[Stored items]
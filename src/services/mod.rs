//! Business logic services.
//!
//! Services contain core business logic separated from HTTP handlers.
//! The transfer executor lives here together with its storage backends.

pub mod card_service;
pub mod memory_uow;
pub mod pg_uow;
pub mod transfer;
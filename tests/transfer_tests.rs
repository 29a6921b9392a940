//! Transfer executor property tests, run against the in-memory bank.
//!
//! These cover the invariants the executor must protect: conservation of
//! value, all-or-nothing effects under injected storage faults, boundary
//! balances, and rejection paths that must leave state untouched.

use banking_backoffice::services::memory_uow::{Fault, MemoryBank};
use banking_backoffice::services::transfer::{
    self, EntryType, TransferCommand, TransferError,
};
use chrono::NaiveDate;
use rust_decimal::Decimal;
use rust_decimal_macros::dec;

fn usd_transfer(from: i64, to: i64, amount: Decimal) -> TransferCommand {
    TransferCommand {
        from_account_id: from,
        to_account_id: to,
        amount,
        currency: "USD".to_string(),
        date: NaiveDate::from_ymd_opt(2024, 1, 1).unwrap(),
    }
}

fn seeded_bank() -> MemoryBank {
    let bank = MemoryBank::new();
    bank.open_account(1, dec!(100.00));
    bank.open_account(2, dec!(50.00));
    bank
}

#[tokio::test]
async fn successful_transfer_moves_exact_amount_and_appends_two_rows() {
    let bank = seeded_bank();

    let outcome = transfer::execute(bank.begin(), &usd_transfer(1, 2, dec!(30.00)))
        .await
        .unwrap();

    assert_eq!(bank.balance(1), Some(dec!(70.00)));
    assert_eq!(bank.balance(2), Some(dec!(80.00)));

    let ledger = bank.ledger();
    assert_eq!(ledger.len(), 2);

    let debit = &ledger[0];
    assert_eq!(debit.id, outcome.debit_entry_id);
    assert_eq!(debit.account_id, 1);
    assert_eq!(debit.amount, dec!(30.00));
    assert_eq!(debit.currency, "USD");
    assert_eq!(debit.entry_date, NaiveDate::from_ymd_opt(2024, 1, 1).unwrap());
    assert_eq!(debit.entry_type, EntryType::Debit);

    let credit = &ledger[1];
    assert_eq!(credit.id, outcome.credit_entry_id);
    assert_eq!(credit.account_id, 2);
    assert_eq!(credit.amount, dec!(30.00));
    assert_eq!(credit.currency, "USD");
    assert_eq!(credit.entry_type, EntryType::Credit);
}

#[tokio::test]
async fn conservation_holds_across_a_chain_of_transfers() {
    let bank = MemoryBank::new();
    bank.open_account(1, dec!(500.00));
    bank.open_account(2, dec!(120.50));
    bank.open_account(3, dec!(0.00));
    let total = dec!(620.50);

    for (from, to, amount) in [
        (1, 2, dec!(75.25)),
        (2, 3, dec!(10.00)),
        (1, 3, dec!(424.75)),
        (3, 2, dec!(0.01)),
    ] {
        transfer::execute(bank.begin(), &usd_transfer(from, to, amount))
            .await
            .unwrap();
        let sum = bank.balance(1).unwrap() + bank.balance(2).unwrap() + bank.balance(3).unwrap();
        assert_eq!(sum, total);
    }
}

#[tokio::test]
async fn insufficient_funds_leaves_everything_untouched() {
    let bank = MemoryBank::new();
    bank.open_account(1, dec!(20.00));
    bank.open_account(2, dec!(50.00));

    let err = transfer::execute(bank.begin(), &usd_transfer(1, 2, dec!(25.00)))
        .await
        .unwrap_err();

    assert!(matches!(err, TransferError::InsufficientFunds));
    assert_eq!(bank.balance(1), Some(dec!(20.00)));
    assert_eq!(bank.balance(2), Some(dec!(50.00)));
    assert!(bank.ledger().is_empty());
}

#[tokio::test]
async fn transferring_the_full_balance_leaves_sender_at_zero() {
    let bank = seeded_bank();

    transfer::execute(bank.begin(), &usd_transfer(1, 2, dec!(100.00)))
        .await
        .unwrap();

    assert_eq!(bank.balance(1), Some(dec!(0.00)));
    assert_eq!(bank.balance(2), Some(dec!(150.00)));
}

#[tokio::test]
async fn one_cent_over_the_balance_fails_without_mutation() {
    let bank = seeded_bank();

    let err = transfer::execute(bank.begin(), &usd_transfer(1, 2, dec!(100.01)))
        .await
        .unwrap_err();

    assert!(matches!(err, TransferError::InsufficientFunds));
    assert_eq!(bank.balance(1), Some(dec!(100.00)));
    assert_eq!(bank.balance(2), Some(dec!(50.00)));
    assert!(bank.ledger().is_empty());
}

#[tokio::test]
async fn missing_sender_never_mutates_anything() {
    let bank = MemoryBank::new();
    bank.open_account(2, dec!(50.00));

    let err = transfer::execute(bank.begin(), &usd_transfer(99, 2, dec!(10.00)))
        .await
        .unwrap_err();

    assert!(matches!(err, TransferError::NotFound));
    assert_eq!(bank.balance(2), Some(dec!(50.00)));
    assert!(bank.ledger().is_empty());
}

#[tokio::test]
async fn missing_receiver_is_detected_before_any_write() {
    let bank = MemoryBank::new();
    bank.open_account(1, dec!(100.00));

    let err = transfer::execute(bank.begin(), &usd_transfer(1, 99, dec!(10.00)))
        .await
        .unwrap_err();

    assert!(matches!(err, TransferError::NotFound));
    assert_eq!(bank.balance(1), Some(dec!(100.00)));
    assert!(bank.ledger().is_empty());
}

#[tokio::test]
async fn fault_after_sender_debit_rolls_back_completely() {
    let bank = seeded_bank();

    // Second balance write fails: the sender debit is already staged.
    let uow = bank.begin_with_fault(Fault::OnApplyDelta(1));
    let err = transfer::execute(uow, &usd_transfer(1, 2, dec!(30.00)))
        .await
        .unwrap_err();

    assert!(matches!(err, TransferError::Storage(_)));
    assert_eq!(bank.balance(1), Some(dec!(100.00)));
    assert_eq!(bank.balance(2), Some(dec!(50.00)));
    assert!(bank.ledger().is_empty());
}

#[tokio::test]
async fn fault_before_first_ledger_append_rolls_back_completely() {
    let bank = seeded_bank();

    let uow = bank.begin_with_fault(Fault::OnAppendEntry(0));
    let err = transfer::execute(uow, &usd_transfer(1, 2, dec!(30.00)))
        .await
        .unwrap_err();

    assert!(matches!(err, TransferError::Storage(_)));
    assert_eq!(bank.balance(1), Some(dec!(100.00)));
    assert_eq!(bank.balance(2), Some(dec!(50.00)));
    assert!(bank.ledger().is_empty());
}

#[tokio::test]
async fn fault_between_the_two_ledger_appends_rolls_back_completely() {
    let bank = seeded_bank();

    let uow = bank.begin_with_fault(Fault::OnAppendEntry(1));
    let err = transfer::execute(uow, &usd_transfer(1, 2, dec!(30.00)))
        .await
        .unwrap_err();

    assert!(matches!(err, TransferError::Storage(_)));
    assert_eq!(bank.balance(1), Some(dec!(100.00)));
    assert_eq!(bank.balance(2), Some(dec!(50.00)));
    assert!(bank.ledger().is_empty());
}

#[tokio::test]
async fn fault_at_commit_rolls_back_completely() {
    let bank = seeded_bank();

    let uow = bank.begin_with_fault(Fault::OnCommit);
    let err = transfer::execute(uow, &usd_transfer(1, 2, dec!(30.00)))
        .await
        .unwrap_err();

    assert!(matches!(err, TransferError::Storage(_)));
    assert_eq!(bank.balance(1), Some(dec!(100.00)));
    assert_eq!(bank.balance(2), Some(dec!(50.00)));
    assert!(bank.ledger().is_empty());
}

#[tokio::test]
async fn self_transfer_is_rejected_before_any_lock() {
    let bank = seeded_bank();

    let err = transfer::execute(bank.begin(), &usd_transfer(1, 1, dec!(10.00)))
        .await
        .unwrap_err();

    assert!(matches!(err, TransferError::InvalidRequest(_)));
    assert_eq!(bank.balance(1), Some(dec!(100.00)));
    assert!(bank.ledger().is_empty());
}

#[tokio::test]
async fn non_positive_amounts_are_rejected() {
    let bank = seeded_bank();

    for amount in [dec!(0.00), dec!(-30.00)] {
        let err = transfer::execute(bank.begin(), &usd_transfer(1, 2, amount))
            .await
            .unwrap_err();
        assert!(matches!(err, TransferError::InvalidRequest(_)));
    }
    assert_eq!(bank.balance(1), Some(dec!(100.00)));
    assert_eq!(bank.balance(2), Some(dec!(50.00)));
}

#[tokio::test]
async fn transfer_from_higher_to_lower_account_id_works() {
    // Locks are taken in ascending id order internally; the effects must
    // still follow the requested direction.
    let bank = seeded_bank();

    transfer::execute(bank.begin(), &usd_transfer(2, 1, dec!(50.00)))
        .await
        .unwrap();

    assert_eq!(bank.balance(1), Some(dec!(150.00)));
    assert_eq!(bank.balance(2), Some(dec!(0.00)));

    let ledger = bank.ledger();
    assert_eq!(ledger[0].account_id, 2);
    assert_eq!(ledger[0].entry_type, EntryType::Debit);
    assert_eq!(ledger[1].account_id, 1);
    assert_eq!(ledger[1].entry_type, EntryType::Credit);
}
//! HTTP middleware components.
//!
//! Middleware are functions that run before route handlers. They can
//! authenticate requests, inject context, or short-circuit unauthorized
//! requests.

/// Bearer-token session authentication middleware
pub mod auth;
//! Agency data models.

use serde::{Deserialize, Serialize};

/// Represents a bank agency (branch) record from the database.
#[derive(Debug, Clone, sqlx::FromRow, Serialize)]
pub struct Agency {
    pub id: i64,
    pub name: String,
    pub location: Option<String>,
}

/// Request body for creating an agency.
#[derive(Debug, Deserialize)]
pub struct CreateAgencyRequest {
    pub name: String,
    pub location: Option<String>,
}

==

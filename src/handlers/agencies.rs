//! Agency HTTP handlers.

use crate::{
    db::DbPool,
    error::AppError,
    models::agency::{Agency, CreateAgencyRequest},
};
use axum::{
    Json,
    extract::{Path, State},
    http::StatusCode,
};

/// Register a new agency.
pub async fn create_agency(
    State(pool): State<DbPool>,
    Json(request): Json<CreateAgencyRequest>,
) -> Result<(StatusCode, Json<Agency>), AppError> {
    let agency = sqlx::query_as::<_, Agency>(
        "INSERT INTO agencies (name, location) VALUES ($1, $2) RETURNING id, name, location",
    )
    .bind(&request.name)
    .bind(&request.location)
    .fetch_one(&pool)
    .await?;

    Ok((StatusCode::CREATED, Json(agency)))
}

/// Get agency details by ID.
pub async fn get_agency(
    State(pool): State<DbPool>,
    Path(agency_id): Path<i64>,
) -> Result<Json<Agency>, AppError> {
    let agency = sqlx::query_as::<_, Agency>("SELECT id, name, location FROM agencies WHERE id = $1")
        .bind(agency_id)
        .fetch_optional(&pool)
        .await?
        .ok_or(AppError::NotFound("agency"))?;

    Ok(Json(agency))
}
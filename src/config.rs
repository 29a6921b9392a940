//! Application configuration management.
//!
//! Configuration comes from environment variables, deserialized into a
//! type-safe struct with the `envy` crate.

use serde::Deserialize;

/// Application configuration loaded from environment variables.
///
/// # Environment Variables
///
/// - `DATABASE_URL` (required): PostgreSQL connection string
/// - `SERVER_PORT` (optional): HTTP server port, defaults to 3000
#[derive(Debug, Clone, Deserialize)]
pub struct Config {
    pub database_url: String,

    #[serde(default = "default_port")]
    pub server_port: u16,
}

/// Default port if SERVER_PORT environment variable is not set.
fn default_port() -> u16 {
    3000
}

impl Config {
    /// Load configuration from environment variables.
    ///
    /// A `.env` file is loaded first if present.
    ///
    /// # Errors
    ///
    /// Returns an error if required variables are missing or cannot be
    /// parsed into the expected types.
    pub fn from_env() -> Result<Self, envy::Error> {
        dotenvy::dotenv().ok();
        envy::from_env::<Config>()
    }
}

> **WHAT THE EXERCISE ASKS**: In the entries above, find the line holding "filename src/services/mod.rs" and the line holding "pub mod pg_uow;"; print both of them and every line between, exactly, and nothing else.

> **RESPONSE**:
filename src/services/mod.rs
//! Business logic services.
//!
//! Services contain core business logic separated from HTTP handlers.
//! The transfer executor lives here together with its storage backends.

pub mod card_service;
pub mod memory_uow;
pub mod pg_uow;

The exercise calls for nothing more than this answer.